Il processo di vendita della Roma si tinge di giallo, assumendo sempre più i tratti del legal-thriller. La voce ha iniziato a circolare dalla nottata di ieri, prima della conferma ufficiale, arrivata direttamente da Abu Dhabi: Aabar non ha formulato nessuna offerta per l’acquisto della Roma. A smentire quanto era trapelato (da fonti più che accreditate) nelle ultime ore, è Mohamed Al-Husseiny, Chief Executive Officer del fondo azionista al 4,99 per cento di Unicredit. “Sono in grado di confermare che i recenti colloqui e speculazioni su Aabar interessato di acquistare l’AS Roma sono infondate: Aabar non ha presentato un’offerta di acquisto per la Roma e non intende farlo in futuro”. Un terremoto. Linee incandescenti sull’asse Roma-Milano, dove uffici legali e finanziari sono sollecitati sulla vicenda fin dalla prima mattinata. Lo studio legale DLA Piper conferma l’offerta – economicamente concreta ma non strutturata, sembra – della Claraz SA (di cui è advisor). Una società “veicolo” che dal Lussemburgo fa riferimento a vari fondi di investimento. Considerata la smentita di Aabar, si deve escludere che il fondo di stato di Abu Dhabi sia tra questi.

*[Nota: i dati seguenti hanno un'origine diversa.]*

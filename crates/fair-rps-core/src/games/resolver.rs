//! Cyclic winner resolution.

use super::{Move, MoveSet, Outcome, OutcomeTable};
use crate::error::{GameError, Result};

/// Decides pairings for a [`MoveSet`] arranged on a circle.
///
/// Each move loses to the `(N - 1) / 2` moves that follow it clockwise and
/// beats the `(N - 1) / 2` moves that precede it. With
/// `[rock, paper, scissors]` this is the classic game: paper follows rock,
/// scissors follows paper, and rock follows scissors.
#[derive(Clone, Debug)]
pub struct WinnerResolver {
    moves: MoveSet,
}

impl WinnerResolver {
    /// Validate labels and build a resolver over them
    pub fn new<I, S>(labels: I) -> Result<Self>
    where
        I: IntoIterator<Item = S>,
        S: Into<String>,
    {
        Ok(Self::from_move_set(MoveSet::new(labels)?))
    }

    pub fn from_move_set(moves: MoveSet) -> Self {
        Self { moves }
    }

    pub fn moves(&self) -> &MoveSet {
        &self.moves
    }

    /// Resolve `first` against `second`
    pub fn resolve(&self, first: &str, second: &str) -> Result<Outcome> {
        let first = self.index_of(first)?;
        let second = self.index_of(second)?;
        Ok(self.judge(first, second))
    }

    /// Resolve two moves taken from this resolver's move set
    pub fn resolve_moves(&self, first: &Move, second: &Move) -> Result<Outcome> {
        self.resolve(first.label(), second.label())
    }

    /// Outcome of every ordered pair, from the row move's perspective
    pub fn build_outcome_table(&self) -> OutcomeTable {
        let size = self.moves.len();
        let cells = (0..size)
            .map(|row| (0..size).map(|column| self.judge(row, column)).collect())
            .collect();
        OutcomeTable::new(self.moves.labels().to_vec(), cells)
    }

    /// Resolve two moves already taken from this resolver's own move set
    pub(crate) fn judge_members(&self, first: &Move, second: &Move) -> Outcome {
        self.judge(first.index(), second.index())
    }

    fn index_of(&self, label: &str) -> Result<usize> {
        self.moves
            .position(label)
            .ok_or_else(|| GameError::UnknownMove(label.to_string()))
    }

    fn judge(&self, first: usize, second: usize) -> Outcome {
        if first == second {
            return Outcome::Draw;
        }

        let size = self.moves.len();
        let half = size.div_ceil(2);
        let distance = (second + size - first) % size;

        // `second` sits in the arc right after `first`
        if distance < half {
            Outcome::SecondWins
        } else {
            Outcome::FirstWins
        }
    }
}
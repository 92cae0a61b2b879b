//! Error type shared by every core component.

use thiserror::Error;

/// Errors from game rules and the commitment scheme
#[derive(Debug, Error)]
pub enum GameError {
    #[error("Invalid move set: {0}")]
    InvalidMoveSet(String),

    #[error("Unknown move: {0}")]
    UnknownMove(String),

    #[error("Insufficient entropy: {0}")]
    InsufficientEntropy(#[from] rand::Error),
}

pub type Result<T> = std::result::Result<T, GameError>;
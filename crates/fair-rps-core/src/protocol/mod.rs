//! Game session glue and protocol types.

mod session;
mod types;

pub use session::{GameSession, RejectedMove, RoundReport};
pub use types::SessionId;
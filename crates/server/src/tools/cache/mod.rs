//! Cache-related MCP tools.
//!
//! This module provides tools for inspecting and purging buckets.

pub mod list;
pub mod purge;

pub use list::{CacheListParams, list_impl};
pub use purge::{CachePurgeParams, purge_impl};
async fn revalidate(ctx: &StrategyContext, request: &InterceptedRequest, key: &RequestKey) -> Revalidated {
    match ctx.fetch(request).await {
        Fetched::Usable(response) => {
            let cached = ctx.store(&ctx.buckets.runtime_bucket, key, &response).await;
            Revalidated::Stored(response, cached)
        }
        Fetched::Unusable(response) => Revalidated::Unusable(response),
        Fetched::Failed => Revalidated::Failed,
    }
}

/// Serve the cached entry immediately and refresh it in the background.
///
/// The refreshed value is only visible to the next request for the key.
pub async fn stale_while_revalidate(ctx: &StrategyContext, request: &InterceptedRequest) -> StrategyOutcome {
    let key = RequestKey::for_request(request);
    let cached = ctx.lookup(&ctx.buckets.runtime_bucket, &key).await;

    if let Some(entry) = cached {
        let refresh_ctx = ctx.clone();
        let refresh_request = request.clone();
        ctx.background.spawn(async move {
            if let Revalidated::Failed = revalidate(&refresh_ctx, &refresh_request, &key).await {
                tracing::debug!(url = %key.url, "background revalidation failed");
            }
        });
        return StrategyOutcome::from_cache(entry);
    }

    match revalidate(ctx, request, &key).await {
        Revalidated::Stored(response, cached) => StrategyOutcome::from_network(response, cached),
        Revalidated::Unusable(response) => StrategyOutcome::from_network(response, false),
        Revalidated::Failed => StrategyOutcome::offline(),
    }
}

Resta da capire chi ci sia dietro (e si inizierà a farlo da domani nella riunione tra Rothschild, Unicredit e Roma 2000).
LA FUGA DI SOROS – Per ora, resta la preoccupante somiglianza, almeno per la provenienza dei soggetti in corsa, con un’altra storia: primavera 2008, il magnate americano Soros e la famiglia Sensi a un passo dalla firma su un accordo che avrebbe vestito di stelle e strisce la Roma in cambio di 283 milioni. Prima che una misteriosa mail annunciasse il rilancio di un fantomatico emiro arabo pronto a versare 300 milioni. Mossa che indispettì gli statunitensi facendo saltare il banco in favore della permanenza sulla poltrona di Trigoria della famiglia Sensi. Una mossa pagata però a carta prezzo dalla Roma e dalle sorelle Sensi: da quel giorno per Italpetroli è cominciata una lunga stagione di probemi, culminata con la vendita forzata a Unicredit per l’incapacità di pagare i debiti accumulati.

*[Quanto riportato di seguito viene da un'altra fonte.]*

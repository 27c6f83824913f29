//! Bucket store schema migrations.
//!
//! A `_migrations` table records applied versions; each pending migration
//! runs in its own transaction together with its version row.

use super::Error;
use tokio_rusqlite::{Connection, params};

/// Migration list: (version, description, SQL), applied in order.
const MIGRATIONS: &[(i64, &str, &str)] = &[(1, "buckets and entries", include_str!("../../migrations/001_buckets.sql"))];

/// Run any pending migrations.
///
/// # Errors
///
/// Returns `Error::MigrationFailed` naming the migration whose SQL failed.
pub async fn run(conn: &Connection) -> Result<(), Error> {
    conn.call(|conn| -> Result<(), Error> {
        conn.execute(
            "CREATE TABLE IF NOT EXISTS _migrations (
                version INTEGER PRIMARY KEY,
                description TEXT NOT NULL,
                applied_at TEXT NOT NULL
            )",
            [],
        )?;

        let current: i64 =
            conn.query_row("SELECT COALESCE(MAX(version), 0) FROM _migrations", [], |row| row.get(0))?;

        for (version, description, sql) in MIGRATIONS.iter().filter(|(v, _, _)| *v > current) {
            let tx = conn.transaction()?;
            tx.execute_batch(sql)
                .map_err(|e| Error::MigrationFailed(format!("{version} ({description}): {e}")))?;
            tx.execute(
                "INSERT INTO _migrations (version, description, applied_at) VALUES (?1, ?2, ?3)",
                params![version, description, chrono::Utc::now().to_rfc3339()],
            )?;
            tx.commit()?;
            tracing::debug!(version, description, "applied cache migration");
        }

        Ok(())
    })
    .await
    .map_err(Error::from)
}

#[cfg(test)]
mod tests {
    use super::*;

    #[tokio::test]
    async fn test_migrations_idempotent() {
        let conn = Connection::open_in_memory().await.unwrap();
        run(&conn).await.unwrap();
        run(&conn).await.unwrap();

        let tables: i64 = conn
            .call(|conn| {
                conn.query_row(
                    "SELECT COUNT(*) FROM sqlite_master WHERE type='table' AND name IN ('buckets', 'entries')",
                    [],
                    |row| row.get(0),
                )
            })
            .await
            .unwrap();

        assert_eq!(tables, 2);
    }

    #[tokio::test]
    async fn test_migrations_version_tracking() {
        let conn = Connection::open_in_memory().await.unwrap();
        run(&conn).await.unwrap();

        let count: i64 = conn
            .call(|conn| conn.query_row("SELECT COUNT(*) FROM _migrations", [], |row| row.get(0)))
            .await
            .unwrap();

        assert_eq!(count, MIGRATIONS.len() as i64);
    }
}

AFFARI E POLITICA – Ma chi ha avuto interesse a far credere che Aabar fosse sceso in campo per la Roma? Oggi come ieri, l’inserimento arabo ha rimescolato le carte: un’asta al rilancio, infatti, avrebbe potuto spingere il gruppo americano di Di Benedetto, che la scorsa settimana ha discusso con Unicredit a New York i termini di un accordo di massima, a ritirare l’offerta lasciando in corsa il solo Antonio Angelucci imprenditore nella sanità, editore del “Riformista” e di “Libero” e deputato del Pdl. Un nome, poco amato (eufemismo) dai tifosi, ma molto gradito all’establishment e alla politica romana. Ambienti che non vorrebbero restare fuori dalla gestione del problema Roma: c’è una campagna elettorale alle porte e la vetrina calcio in Italia ha sempre pagato. Il gruppo Angelucci in questa fase cruciale della trattativa sa di poter contare sull’appoggio politico che può contrapporre alla proposta americana certamente più ricca e imprenditorialmente più valida: se Di Benedetto e soci si fossero “spaventati” dall’arrivo dei fantomatici arabi non sarebbe certo dispiaciuto al “re delle cliniche”.

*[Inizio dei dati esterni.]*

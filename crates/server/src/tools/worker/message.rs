//! sw_message tool implementation.
//!
//! Posts a `{ "type": ... }` control message to the waiting worker, or to
//! the active one when nothing waits.

use rmcp::{ErrorData as McpError, model::CallToolResult};
use schemars::JsonSchema;
use serde::{Deserialize, Serialize};
use swcache_client::{ControlMessage, Registration};
use swcache_core::Error;

use crate::tools::json_result;

/// Parameters for the sw_message tool.
#[derive(Debug, Clone, Serialize, Deserialize, JsonSchema)]
pub struct SwMessageParams {
    /// Message type, e.g. "SKIP_WAITING". Unknown types are ignored.
    #[serde(rename = "type")]
    pub message_type: String,
}

/// Implementation of the sw_message tool.
pub async fn message_impl(registration: &Registration, params: SwMessageParams) -> Result<CallToolResult, McpError> {
    let message: ControlMessage = serde_json::from_value(serde_json::json!({ "type": params.message_type.trim() }))
        .map_err(|e| Error::InvalidInput(format!("invalid control message: {e}")))?;

    let report = registration.post_message(&message).await?;
    json_result(&report)
}

#[cfg(test)]
mod tests {
    use super::*;
    use crate::tools::test_support::{harness, output_json};

    fn params(message_type: &str) -> SwMessageParams {
        SwMessageParams { message_type: message_type.into() }
    }

    #[tokio::test]
    async fn test_message_without_worker() {
        let h = harness();
        let err = message_impl(&h.registration, params("SKIP_WAITING")).await.unwrap_err();
        assert_eq!(err.code.0, -32014);
    }

    #[tokio::test]
    async fn test_skip_waiting_to_active_worker() {
        let h = harness();
        h.registration.register(None).await.unwrap();

        let output = output_json(&message_impl(&h.registration, params("SKIP_WAITING")).await.unwrap());
        assert_eq!(output["version"], "v1");
        assert_eq!(output["activated"], false);
    }

    #[tokio::test]
    async fn test_unknown_message_ignored() {
        let h = harness();
        h.registration.register(None).await.unwrap();

        let output = output_json(&message_impl(&h.registration, params("REFRESH_FILTERS")).await.unwrap());
        assert_eq!(output["activated"], false);
    }

    #[test]
    fn test_params_use_type_field() {
        let p: SwMessageParams = serde_json::from_str(r#"{"type":"SKIP_WAITING"}"#).unwrap();
        assert_eq!(p.message_type, "SKIP_WAITING");
    }
}
//! SQLite connection management for the persistent bucket store.
//!
//! Opens the database, applies pragmas (WAL for concurrent readers, foreign
//! keys so deleting a bucket cascades to its entries) and runs migrations.

use super::migrations;
use crate::Error;
use std::path::Path;
use tokio_rusqlite::Connection;

const PRAGMAS: &str = "PRAGMA journal_mode=WAL;
     PRAGMA synchronous=NORMAL;
     PRAGMA temp_store=MEMORY;
     PRAGMA foreign_keys=ON;";

/// Persistent bucket store handle.
///
/// Wraps a tokio-rusqlite Connection that runs database operations
/// on a background thread.
#[derive(Clone, Debug)]
pub struct CacheDb {
    pub(crate) conn: Connection,
}

impl CacheDb {
    /// Open a database at the specified path, creating it if needed.
    pub async fn open(path: impl AsRef<Path>) -> Result<Self, Error> {
        let conn = Connection::open(path).await.map_err(|e| Error::Database(e.into()))?;
        Self::init(conn).await
    }

    /// Open an in-memory database with the same configuration.
    pub async fn open_in_memory() -> Result<Self, Error> {
        let conn = Connection::open_in_memory()
            .await
            .map_err(|e| Error::Database(e.into()))?;
        Self::init(conn).await
    }

    async fn init(conn: Connection) -> Result<Self, Error> {
        conn.call(|conn| conn.execute_batch(PRAGMAS))
            .await
            .map_err(Error::Database)?;

        migrations::run(&conn).await?;

        Ok(Self { conn })
    }
}
//! MCP server handler implementation.
//!
//! This module defines the main server handler that
//! routes tool calls to the appropriate implementations.
use std::sync::Arc;

use crate::tools::cache::{CacheListParams, CachePurgeParams, list_impl, purge_impl};
use crate::tools::sw_fetch::{SwFetchParams, fetch_impl};
use crate::tools::worker::{
    SwClientParams, SwMessageParams, SwRegisterParams, client_impl, message_impl, register_impl, status_impl,
};

use rmcp::{
    ErrorData as McpError, ServerHandler,
    handler::server::{
        tool::{ToolCallContext, ToolRouter},
        wrapper::Parameters,
    },
    model::{
        CallToolRequestParam, CallToolResult, Implementation, ListToolsResult, PaginatedRequestParam, ProtocolVersion,
        ServerCapabilities, ServerInfo,
    },
    service::{RequestContext, RoleServer},
    tool, tool_router,
};
use swcache_client::{Network, Registration};

/// The main MCP server handler for swcache.
#[derive(Clone)]
pub struct SwCacheServer {
    tool_router: ToolRouter<Self>,
    registration: Arc<Registration>,
    network: Arc<dyn Network>,
}

/// Tool router implementation using the #[tool_router] macro.
///
/// This macro generates the routing logic that maps tool names to handler methods.
#[tool_router]
impl SwCacheServer {
    /// Create a new server handler.
    ///
    /// `network` is used for requests the worker does not intercept.
    pub fn new(registration: Arc<Registration>, network: Arc<dyn Network>) -> Self {
        Self { tool_router: Self::tool_router(), registration, network }
    }

    #[tool(
        description = "Send a request through the offline cache. Returns status, body and whether it came from cache, network or the offline fallback."
    )]
    async fn sw_fetch(&self, params: Parameters<SwFetchParams>) -> Result<CallToolResult, McpError> {
        fetch_impl(&self.registration, self.network.as_ref(), params.0).await
    }

    #[tool(description = "Install a new cache version (pre-caches the app shell) and activate it when allowed.")]
    async fn sw_register(&self, params: Parameters<SwRegisterParams>) -> Result<CallToolResult, McpError> {
        register_impl(&self.registration, params.0).await
    }

    #[tool(description = "Post a control message such as SKIP_WAITING to the waiting or active version.")]
    async fn sw_message(&self, params: Parameters<SwMessageParams>) -> Result<CallToolResult, McpError> {
        message_impl(&self.registration, params.0).await
    }

    #[tool(description = "Open or close a client page. Closing the last controlled client activates a waiting version.")]
    async fn sw_client(&self, params: Parameters<SwClientParams>) -> Result<CallToolResult, McpError> {
        client_impl(&self.registration, params.0).await
    }

    #[tool(description = "Show installing, waiting and active versions, open clients and existing buckets.")]
    async fn sw_status(&self) -> Result<CallToolResult, McpError> {
        status_impl(&self.registration).await
    }

    #[tool(description = "List cache buckets with entry counts, or the entries of one bucket.")]
    async fn cache_list(&self, params: Parameters<CacheListParams>) -> Result<CallToolResult, McpError> {
        list_impl(&self.registration, params.0).await
    }

    #[tool(description = "Delete a cache bucket, or trim it to its newest N entries.")]
    async fn cache_purge(&self, params: Parameters<CachePurgeParams>) -> Result<CallToolResult, McpError> {
        purge_impl(&self.registration, params.0).await
    }
}

impl ServerHandler for SwCacheServer {
    fn get_info(&self) -> ServerInfo {
        ServerInfo {
            server_info: Implementation {
                name: "swcache".into(),
                version: env!("CARGO_PKG_VERSION").into(),
                ..Default::default()
            },
            protocol_version: ProtocolVersion::LATEST,
            capabilities: ServerCapabilities::builder().enable_tools().build(),
            ..Default::default()
        }
    }

    async fn list_tools(
        &self, _request: Option<PaginatedRequestParam>, _context: RequestContext<RoleServer>,
    ) -> Result<ListToolsResult, rmcp::model::ErrorData> {
        Ok(ListToolsResult { meta: None, tools: self.tool_router.list_all(), next_cursor: None })
    }

    async fn call_tool(
        &self, request: CallToolRequestParam, context: RequestContext<RoleServer>,
    ) -> Result<CallToolResult, rmcp::model::ErrorData> {
        self.tool_router
            .call(ToolCallContext::new(self, request, context))
            .await
    }
}

#[cfg(test)]
mod tests {
    use super::*;
    use crate::tools::test_support::harness;

    #[test]
    fn test_all_tools_listed() {
        let h = harness();
        let server = SwCacheServer::new(h.registration, h.network);
        let mut names: Vec<String> = server.tool_router.list_all().into_iter().map(|t| t.name.to_string()).collect();
        names.sort();
        assert_eq!(
            names,
            vec!["cache_list", "cache_purge", "sw_client", "sw_fetch", "sw_message", "sw_register", "sw_status"]
        );
    }
}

DOMANI LA RISPOSTA – A questo punto, una risposta definitiva è attesa domani dalla prima riunione tra Rothaschild, Unicredit e il cda di Roma 2000 di cui fa parte anche Rosella Sensi. Nel corso della riunione si dovrà iniziare a valutare le offerte e a rispondere a chi – forse anche la Consob – chiederà ufficialmente chi ci sia dietro l’offerta Claraz. Ma anche sul perché del nome di Aabar. Il giallo continua.